+++ Record extracts +++
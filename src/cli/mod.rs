pub mod kv_namespace;

use std::path::{Path, PathBuf};

use anyhow::Result;
use structopt::clap::AppSettings;
use structopt::StructOpt;

use crate::commands;
use crate::commands::init::Template;
use crate::http::ApiClient;
use crate::settings::{self, Settings};

use kv_namespace::KvNamespace;

#[derive(Debug, Clone, StructOpt)]
#[structopt(
    name = "cfworker",
    about = "Deploy and manage Cloudflare Workers",
    setting = AppSettings::ArgRequiredElseHelp,
    global_setting = AppSettings::DeriveDisplayOrder,
    global_setting = AppSettings::VersionlessSubcommands
)]
pub struct Cli {
    #[structopt(subcommand)]
    pub command: Command,

    /// Path to the project configuration file
    #[structopt(
        long,
        short = "c",
        default_value = "./.cfworker.json",
        global = true,
        parse(from_os_str)
    )]
    pub config: PathBuf,

    /// Path to the dotenv file holding your credentials
    #[structopt(
        long = "env-file",
        default_value = "./.env",
        global = true,
        parse(from_os_str)
    )]
    pub env_file: PathBuf,
}

#[derive(Debug, Clone, StructOpt)]
#[structopt(rename_all = "kebab-case")]
pub enum Command {
    /// Create a project file and a worker script in the current directory
    Init {
        /// The name of your worker
        #[structopt(index = 1)]
        name: String,

        /// Starting point for the worker script
        #[structopt(
            long,
            short = "t",
            default_value = "edge",
            possible_values = &Template::VARIANTS
        )]
        template: Template,

        /// Overwrite existing files
        #[structopt(long, short = "f")]
        force: bool,
    },

    /// Deploy your worker to Cloudflare
    Deploy {
        /// Validate and print the upload without sending it
        #[structopt(long)]
        dry_run: bool,
    },

    /// Delete your worker from Cloudflare
    Delete {
        /// Do not ask for confirmation
        #[structopt(long, short = "f")]
        force: bool,
    },

    /// Show details about your deployed worker
    Info,

    /// List all workers in your account
    List,

    /// Interact with your Workers KV namespaces
    #[structopt(setting = AppSettings::SubcommandRequiredElseHelp)]
    KvNamespace(KvNamespace),

    /// Check that your API token works
    Whoami,

    /// Interactive setup for your Cloudflare credentials
    ConfigSetup,
}

pub fn run(cli: Cli) -> Result<()> {
    log::info!("{:?}", cli.command);

    match cli.command {
        Command::Init {
            name,
            template,
            force,
        } => commands::init(Path::new("."), &name, template, force),
        Command::Deploy { dry_run } => {
            let settings = Settings::load(&cli.config, &cli.env_file)?;
            let api = ApiClient::new(&settings.credentials, &settings.http)?;
            commands::deploy(&api, &settings, dry_run)
        }
        Command::Delete { force } => {
            let settings = Settings::load(&cli.config, &cli.env_file)?;
            let api = ApiClient::new(&settings.credentials, &settings.http)?;
            commands::delete(&api, &settings.project, force)
        }
        Command::Info => {
            let settings = Settings::load(&cli.config, &cli.env_file)?;
            let api = ApiClient::new(&settings.credentials, &settings.http)?;
            commands::info(&api, &settings.project)
        }
        Command::List => {
            let (credentials, http) = settings::load_account(&cli.env_file)?;
            let api = ApiClient::new(&credentials, &http)?;
            commands::list(&api)
        }
        Command::KvNamespace(kv_namespace) => {
            kv_namespace::kv_namespace(kv_namespace, &cli.config, &cli.env_file)
        }
        Command::Whoami => {
            let (credentials, http) = settings::load_account(&cli.env_file)?;
            let api = ApiClient::new(&credentials, &http)?;
            commands::whoami(&api, &credentials)
        }
        Command::ConfigSetup => commands::config_setup(&cli.env_file),
    }
}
+++
* The task
In the records above, find the line with "pub mod kv_namespace;"; write out exactly that line and each one after it, stopping after the line with "pub enum Command".

* Written answer
pub mod kv_namespace;

use std::path::{Path, PathBuf};

use anyhow::Result;
use structopt::clap::AppSettings;
use structopt::StructOpt;

use crate::commands;
use crate::commands::init::Template;
use crate::http::ApiClient;
use crate::settings::{self, Settings};

use kv_namespace::KvNamespace;

#[derive(Debug, Clone, StructOpt)]
#[structopt(
    name = "cfworker",
    about = "Deploy and manage Cloudflare Workers",
    setting = AppSettings::ArgRequiredElseHelp,
    global_setting = AppSettings::DeriveDisplayOrder,
    global_setting = AppSettings::VersionlessSubcommands
)]
pub struct Cli {
    #[structopt(subcommand)]
    pub command: Command,

    /// Path to the project configuration file
    #[structopt(
        long,
        short = "c",
        default_value = "./.cfworker.json",
        global = true,
        parse(from_os_str)
    )]
    pub config: PathBuf,

    /// Path to the dotenv file holding your credentials
    #[structopt(
        long = "env-file",
        default_value = "./.env",
        global = true,
        parse(from_os_str)
    )]
    pub env_file: PathBuf,
}

#[derive(Debug, Clone, StructOpt)]
#[structopt(rename_all = "kebab-case")]
pub enum Command {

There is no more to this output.